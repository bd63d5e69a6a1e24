//! Telemetry and Observability
//!
//! Handles setting up `tracing-subscriber` for structured logging.
//! Supports config-driven log levels, environment variable overrides,
//! and format switching between pretty (debug) and JSON (release).

use tracing_subscriber::{fmt, layer::SubscriberExt, util::SubscriberInitExt, EnvFilter};

/// Filter used when `RUST_LOG` is not set
fn default_filter(log_level: &str) -> String {
    format!(
        "{level},waypoint_engine={level},tower_http={level}",
        level = log_level
    )
}

/// Initialize the tracing subscriber with the given log level.
///
/// Priority: `RUST_LOG` env var > `log_level` parameter.
/// Callers resolve `--log` against the config before calling.
///
/// In debug builds: pretty-printed terminal output.
/// In release builds: JSON structured output with spans.
pub fn init_telemetry_with_level(log_level: &str) {
    let env_filter = EnvFilter::try_from_default_env()
        .unwrap_or_else(|_| EnvFilter::new(default_filter(log_level)));

    #[cfg(debug_assertions)]
    {
        tracing_subscriber::registry()
            .with(env_filter)
            .with(fmt::layer().pretty().with_target(false).with_writer(std::io::stderr))
            .try_init()
            .ok();
    }

    #[cfg(not(debug_assertions))]
    {
        tracing_subscriber::registry()
            .with(env_filter)
            .with(
                fmt::layer()
                    .json()
                    .with_current_span(true)
                    .with_writer(std::io::stderr),
            )
            .try_init()
            .ok();
    }
}

/// Initialize the tracing subscriber at "info".
pub fn init_telemetry() {
    init_telemetry_with_level("info");
}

## PROBLEM TO WORK ON
Copy all lines above where "pretty" is present.

## ANSWER SPACE
//! and format switching between pretty (debug) and JSON (release).
/// In debug builds: pretty-printed terminal output.
            .with(fmt::layer().pretty().with_target(false).with_writer(std::io::stderr))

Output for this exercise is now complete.